- _TASK DIRECTIONS_: In the entries below, which lines run from the one containing "use nexus_core::ArtifactCollection;" to the one containing "pub struct ArtifactManager"? Copy exactly those lines, ends included, and no others.

---------------

//! High-level facade over the artifact repository and cache.

use std::collections::HashMap;
use std::sync::Arc;
use std::time::Duration;

use nexus_core::ArtifactCollection;
use nexus_events::{EventBus, EventMetadata, NexusEvent};
use nexus_mcp::{ConnectionManager, PromptDefinition};
use tracing::{debug, info};

use crate::cache::ArtifactCache;
use crate::repository::ArtifactRepository;
use crate::types::{Prompt, Resource, Tool};

/// Facade coordinating artifact fetches, caching, and change events.
///
/// Holds a read-only view of the fleet through the repository; all
/// cache mutation is confined here. Every refresh publishes an
/// `ArtifactsFetched` event carrying the change-detection verdict.
pub struct ArtifactManager {
    repository: ArtifactRepository,
    cache: ArtifactCache,
    event_bus: EventBus,
}

impl std::fmt::Debug for ArtifactManager {
    fn fmt(&self, f: &mut std::fmt::Formatter<'_>) -> std::fmt::Result {
        f.debug_struct("ArtifactManager")
            .field("cached_servers", &self.cache.len())
            .finish_non_exhaustive()
    }
}

impl ArtifactManager {
    /// Create a manager over the fleet.
    #[must_use]
    pub fn new(manager: Arc<ConnectionManager>, event_bus: EventBus) -> Self {
        Self {
            repository: ArtifactRepository::new(manager),
            cache: ArtifactCache::new(),
            event_bus,
        }
    }

    /// The underlying repository.
    #[must_use]
    pub fn repository(&self) -> &ArtifactRepository {
        &self.repository
    }

    // ------------------------------------------------------------------
    // Aggregated views
    // ------------------------------------------------------------------

    /// Resource URIs grouped by server.
    pub async fn resources_by_server(&self) -> HashMap<String, Vec<String>> {
        let resources = self.repository.resources_by_server().await;
        info!(
            server_count = resources.len(),
            resource_count = resources.values().map(Vec::len).sum::<usize>(),
            "Retrieved resources"
        );
        resources
    }

    /// Flattened list of all resource URIs.
    pub async fn resource_list(&self) -> Vec<String> {
        self.repository.resource_list().await
    }

    /// Resources from all connected servers.
    pub async fn resources(&self) -> Vec<Resource> {
        self.repository.resources().await
    }

    /// Prompts from all connected servers.
    pub async fn prompts(&self) -> Vec<Prompt> {
        self.repository.prompts().await
    }

    /// Tools from all connected servers.
    pub async fn tools(&self) -> Vec<Tool> {
        self.repository.tools().await
    }

    /// Names of all prompt commands.
    pub async fn command_names(&self) -> Vec<String> {
        self.repository.command_names().await
    }

    /// Locate a prompt across all servers. First match wins.
    pub async fn find_prompt(&self, prompt_name: &str) -> Option<(PromptDefinition, String)> {
        self.repository.find_prompt(prompt_name).await
    }

    // ------------------------------------------------------------------
    // Cache access
    // ------------------------------------------------------------------

    /// Cached artifacts for a server.
    #[must_use]
    pub fn cached_artifacts(&self, server_name: &str) -> Option<ArtifactCollection> {
        self.cache.get(server_name)
    }

    /// Whether artifacts differ from the cached value.
    #[must_use]
    pub fn have_artifacts_changed(
        &self,
        server_name: &str,
        artifacts: &ArtifactCollection,
    ) -> bool {
        self.cache.has_changed(server_name, artifacts)
    }

    /// Clear the cache for one server or all servers.
    pub fn clear_artifacts_cache(&self, server_name: Option<&str>) {
        self.cache.clear(server_name);
    }

    // ------------------------------------------------------------------
    // Refresh
    // ------------------------------------------------------------------

    /// Fetch artifacts for one server, cache them, and publish the
    /// `ArtifactsFetched` event with the change verdict.
    pub async fn refresh_server_artifacts(
        &self,
        server_name: &str,
        retry_on_empty: bool,
        timeout: Option<Duration>,
    ) -> ArtifactCollection {
        let artifacts = self
            .repository
            .server_artifacts(server_name, retry_on_empty, timeout)
            .await;

        let changed = self.cache.has_changed(server_name, &artifacts);
        self.cache.set(server_name, artifacts.clone());

        debug!(server = %server_name, changed, "Artifacts refreshed");
        self.event_bus.publish(NexusEvent::ArtifactsFetched {
            metadata: EventMetadata::new("artifact_manager"),
            server_name: server_name.to_string(),
            artifacts: artifacts.clone(),
            changed,
        });

        artifacts
    }

    /// Fetch artifacts for all servers under an aggregate deadline.
    pub async fn all_servers_artifacts(
        &self,
        timeout: Option<Duration>,
    ) -> HashMap<String, ArtifactCollection> {
        self.repository.all_servers_artifacts(timeout).await
    }
}

#[cfg(test)]
mod tests {
    use super::*;
    use nexus_mcp::McpServersConfig;

    fn make_manager() -> (ArtifactManager, EventBus) {
        let bus = EventBus::new();
        let fleet = Arc::new(ConnectionManager::new(
            McpServersConfig::default(),
            bus.clone(),
        ));
        (ArtifactManager::new(fleet, bus.clone()), bus)
    }

    #[tokio::test]
    async fn test_refresh_publishes_event_with_change_verdict() {
        let (manager, bus) = make_manager();
        let mut receiver = bus.subscribe();

        // First refresh: nothing cached, so even an empty fetch counts
        // as a change.
        manager.refresh_server_artifacts("docs", false, None).await;
        let event = receiver.try_recv().expect("event expected");
        match &*event {
            NexusEvent::ArtifactsFetched {
                server_name,
                changed,
                ..
            } => {
                assert_eq!(server_name, "docs");
                assert!(*changed);
            },
            _ => panic!("unexpected event"),
        }

        // Second refresh returns the same (empty) collection: unchanged.
        manager.refresh_server_artifacts("docs", false, None).await;
        let event = receiver.try_recv().expect("event expected");
        match &*event {
            NexusEvent::ArtifactsFetched { changed, .. } => assert!(!*changed),
            _ => panic!("unexpected event"),
        }
    }

    #[tokio::test]
    async fn test_cache_roundtrip_through_manager() {
        let (manager, _bus) = make_manager();
        assert!(manager.cached_artifacts("docs").is_none());

        manager.refresh_server_artifacts("docs", false, None).await;
        assert!(manager.cached_artifacts("docs").is_some());

        manager.clear_artifacts_cache(Some("docs"));
        assert!(manager.cached_artifacts("docs").is_none());
    }
}
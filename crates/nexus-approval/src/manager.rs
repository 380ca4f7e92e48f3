//! Approval manager: the request/response rendezvous.

use async_trait::async_trait;
use serde_json::Value;
use std::collections::{HashMap, HashSet};
use std::sync::{Arc, Mutex};
use tokio::sync::oneshot;
use tracing::{debug, info, warn};
use uuid::Uuid;

use crate::error::{ApprovalError, ApprovalResult};
use crate::request::{ApprovalKind, ApprovalRequest, ApprovalResponse};

/// Configuration for the approval system.
#[derive(Debug, Clone)]
pub struct ApprovalConfig {
    /// Global enable/disable. When disabled, every request auto-approves.
    pub enabled: bool,
    /// Request approval for query complexity analyses.
    pub require_query_analysis_approval: bool,
    /// Request approval for tool executions.
    pub require_tool_approval: bool,
    /// Tools that never require approval.
    pub tool_whitelist: HashSet<String>,
    /// Auto-approve analyses classified SIMPLE.
    pub auto_approve_simple_queries: bool,
}

impl Default for ApprovalConfig {
    fn default() -> Self {
        Self {
            enabled: true,
            require_query_analysis_approval: false,
            require_tool_approval: false,
            tool_whitelist: HashSet::new(),
            auto_approve_simple_queries: true,
        }
    }
}

/// UI side of the rendezvous.
///
/// The frontend registers an implementation; `present` SHOULD display
/// the request and eventually cause `submit_response` to be called.
/// Presentation is scheduled on its own task so a slow UI never blocks
/// the requesting agent beyond its own await.
#[async_trait]
pub trait ApprovalUi: Send + Sync {
    /// Display an approval request to the user.
    async fn present(&self, request: ApprovalRequest);
}

struct PendingEntry {
    tx: oneshot::Sender<ApprovalResponse>,
    request: ApprovalRequest,
}

/// Manages the approval request/response lifecycle.
///
/// Agent code calls [`request_approval`](Self::request_approval) and
/// suspends; the UI calls [`submit_response`](Self::submit_response)
/// with the matching request id. Session memory short-circuits repeat
/// requests when the user asked for their decision to be remembered.
pub struct ApprovalManager {
    config: ApprovalConfig,
    ui: Mutex<Option<Arc<dyn ApprovalUi>>>,
    pending: Mutex<HashMap<Uuid, PendingEntry>>,
    remembered_tools: Mutex<HashMap<String, bool>>,
    remembered_query_analysis: Mutex<Option<bool>>,
}

impl std::fmt::Debug for ApprovalManager {
    fn fmt(&self, f: &mut std::fmt::Formatter<'_>) -> std::fmt::Result {
        let pending = self.pending.lock().map(|p| p.len()).unwrap_or_default();
        f.debug_struct("ApprovalManager")
            .field("enabled", &self.config.enabled)
            .field("pending", &pending)
            .finish_non_exhaustive()
    }
}

impl ApprovalManager {
    /// Create a manager with the given configuration.
    #[must_use]
    pub fn new(config: ApprovalConfig) -> Self {
        Self {
            config,
            ui: Mutex::new(None),
            pending: Mutex::new(HashMap::new()),
            remembered_tools: Mutex::new(HashMap::new()),
            remembered_query_analysis: Mutex::new(None),
        }
    }

    /// The active configuration.
    #[must_use]
    pub fn config(&self) -> &ApprovalConfig {
        &self.config
    }

    /// Register the UI callback.
    ///
    /// # Panics
    ///
    /// Panics if the internal lock is poisoned.
    pub fn set_ui(&self, ui: Arc<dyn ApprovalUi>) {
        *self.ui.lock().expect("lock poisoned") = Some(ui);
    }

    /// Whether a tool is whitelisted (never prompts).
    #[must_use]
    pub fn is_whitelisted(&self, tool_name: &str) -> bool {
        self.config.tool_whitelist.contains(tool_name)
    }

    /// Request user approval and suspend until a response arrives.
    ///
    /// Resolution order:
    /// 1. Approvals disabled → auto-approve with `auto_approved=true`.
    /// 2. A remembered session decision → short-circuit with
    ///    `remembered=true`.
    /// 3. Otherwise the UI is invoked and the caller suspends until
    ///    [`submit_response`](Self::submit_response) or
    ///    [`cancel_request`](Self::cancel_request).
    ///
    /// # Errors
    ///
    /// Returns [`ApprovalError::NoUiRegistered`] when no UI callback is
    /// set, and [`ApprovalError::Abandoned`] if the pending entry is
    /// dropped without a response.
    pub async fn request_approval(
        &self,
        request: ApprovalRequest,
    ) -> ApprovalResult<ApprovalResponse> {
        if !self.config.enabled {
            debug!(request_id = %request.id, "Approvals disabled, auto-approving");
            return Ok(ApprovalResponse {
                request_id: request.id,
                approved: true,
                selected_option: request.default_option.clone(),
                metadata: {
                    let mut m = serde_json::Map::new();
                    m.insert("auto_approved".to_string(), Value::Bool(true));
                    m
                },
            });
        }

        if let Some(response) = self.remembered_response(&request) {
            debug!(request_id = %request.id, "Resolved from session memory");
            return Ok(response);
        }

        let ui = self
            .ui
            .lock()
            .expect("lock poisoned")
            .clone()
            .ok_or(ApprovalError::NoUiRegistered)?;

        let (tx, rx) = oneshot::channel();
        let request_id = request.id;
        {
            let mut pending = self.pending.lock().expect("lock poisoned");
            pending.insert(
                request_id,
                PendingEntry {
                    tx,
                    request: request.clone(),
                },
            );
        }

        info!(request_id = %request_id, kind = ?request.kind, title = %request.title, "Requesting approval");

        // Presentation runs on its own task; the caller only awaits the
        // response channel.
        tokio::spawn(async move {
            ui.present(request).await;
        });

        rx.await.map_err(|_| ApprovalError::Abandoned(request_id))
    }

    /// Submit the user's response to a pending request.
    ///
    /// # Errors
    ///
    /// Returns [`ApprovalError::UnknownRequest`] when no pending request
    /// matches the response's id.
    ///
    /// # Panics
    ///
    /// Panics if the internal lock is poisoned.
    pub fn submit_response(&self, response: ApprovalResponse) -> ApprovalResult<()> {
        let entry = {
            let mut pending = self.pending.lock().expect("lock poisoned");
            pending
                .remove(&response.request_id)
                .ok_or(ApprovalError::UnknownRequest(response.request_id))?
        };

        if response.wants_remembering() {
            self.remember(&entry.request, response.approved);
        }

        debug!(request_id = %response.request_id, approved = response.approved, "Approval response submitted");
        // A dropped receiver just means the requester went away
        let _ = entry.tx.send(response);
        Ok(())
    }

    /// Cancel a pending request. The waiting caller receives
    /// `approved=false` with `cancelled=true` metadata. No-op for
    /// unknown ids.
    ///
    /// # Panics
    ///
    /// Panics if the internal lock is poisoned.
    pub fn cancel_request(&self, request_id: Uuid, reason: &str) {
        let entry = {
            let mut pending = self.pending.lock().expect("lock poisoned");
            pending.remove(&request_id)
        };

        if let Some(entry) = entry {
            warn!(request_id = %request_id, reason, "Approval request cancelled");
            let mut metadata = serde_json::Map::new();
            metadata.insert("cancelled".to_string(), Value::Bool(true));
            metadata.insert("reason".to_string(), Value::String(reason.to_string()));
            let _ = entry.tx.send(ApprovalResponse {
                request_id,
                approved: false,
                selected_option: "Cancel".to_string(),
                metadata,
            });
        }
    }

    /// Cancel every pending request.
    ///
    /// # Panics
    ///
    /// Panics if the internal lock is poisoned.
    pub fn cancel_all(&self, reason: &str) {
        let ids: Vec<Uuid> = {
            let pending = self.pending.lock().expect("lock poisoned");
            pending.keys().copied().collect()
        };
        for id in ids {
            self.cancel_request(id, reason);
        }
    }

    /// Whether any requests are waiting for a response.
    ///
    /// # Panics
    ///
    /// Panics if the internal lock is poisoned.
    #[must_use]
    pub fn has_pending_requests(&self) -> bool {
        !self.pending.lock().expect("lock poisoned").is_empty()
    }

    /// Clear all remembered decisions for this session.
    ///
    /// # Panics
    ///
    /// Panics if the internal lock is poisoned.
    pub fn clear_session_memory(&self) {
        self.remembered_tools.lock().expect("lock poisoned").clear();
        *self
            .remembered_query_analysis
            .lock()
            .expect("lock poisoned") = None;
        debug!("Approval session memory cleared");
    }

    /// The remembered decision for a tool, if any.
    ///
    /// # Panics
    ///
    /// Panics if the internal lock is poisoned.
    #[must_use]
    pub fn remembered_tool_decision(&self, tool_name: &str) -> Option<bool> {
        self.remembered_tools
            .lock()
            .expect("lock poisoned")
            .get(tool_name)
            .copied()
    }

    fn remember(&self, request: &ApprovalRequest, approved: bool) {
        match request.kind {
            ApprovalKind::QueryAnalysis => {
                *self
                    .remembered_query_analysis
                    .lock()
                    .expect("lock poisoned") = Some(approved);
            },
            ApprovalKind::ToolExecution => {
                if let Some(tool_name) = request.tool_name() {
                    self.remembered_tools
                        .lock()
                        .expect("lock poisoned")
                        .insert(tool_name.to_string(), approved);
                }
            },
        }
        debug!(kind = ?request.kind, approved, "Decision remembered for session");
    }

    fn remembered_response(&self, request: &ApprovalRequest) -> Option<ApprovalResponse> {
        let approved = match request.kind {
            ApprovalKind::QueryAnalysis => {
                (*self.remembered_query_analysis.lock().expect("lock poisoned"))?
            },
            ApprovalKind::ToolExecution => {
                let tool_name = request.tool_name()?;
                self.remembered_tool_decision(tool_name)?
            },
        };

        let mut metadata = serde_json::Map::new();
        metadata.insert("remembered".to_string(), Value::Bool(true));
        Some(ApprovalResponse {
            request_id: request.id,
            approved,
            selected_option: if approved { "Approve" } else { "Deny" }.to_string(),
            metadata,
        })
    }
}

---------------

- _SOLVED PROBLEM_:
use nexus_core::ArtifactCollection;
use nexus_events::{EventBus, EventMetadata, NexusEvent};
use nexus_mcp::{ConnectionManager, PromptDefinition};
use tracing::{debug, info};

use crate::cache::ArtifactCache;
use crate::repository::ArtifactRepository;
use crate::types::{Prompt, Resource, Tool};

/// Facade coordinating artifact fetches, caching, and change events.
///
/// Holds a read-only view of the fleet through the repository; all
/// cache mutation is confined here. Every refresh publishes an
/// `ArtifactsFetched` event carrying the change-detection verdict.
pub struct ArtifactManager {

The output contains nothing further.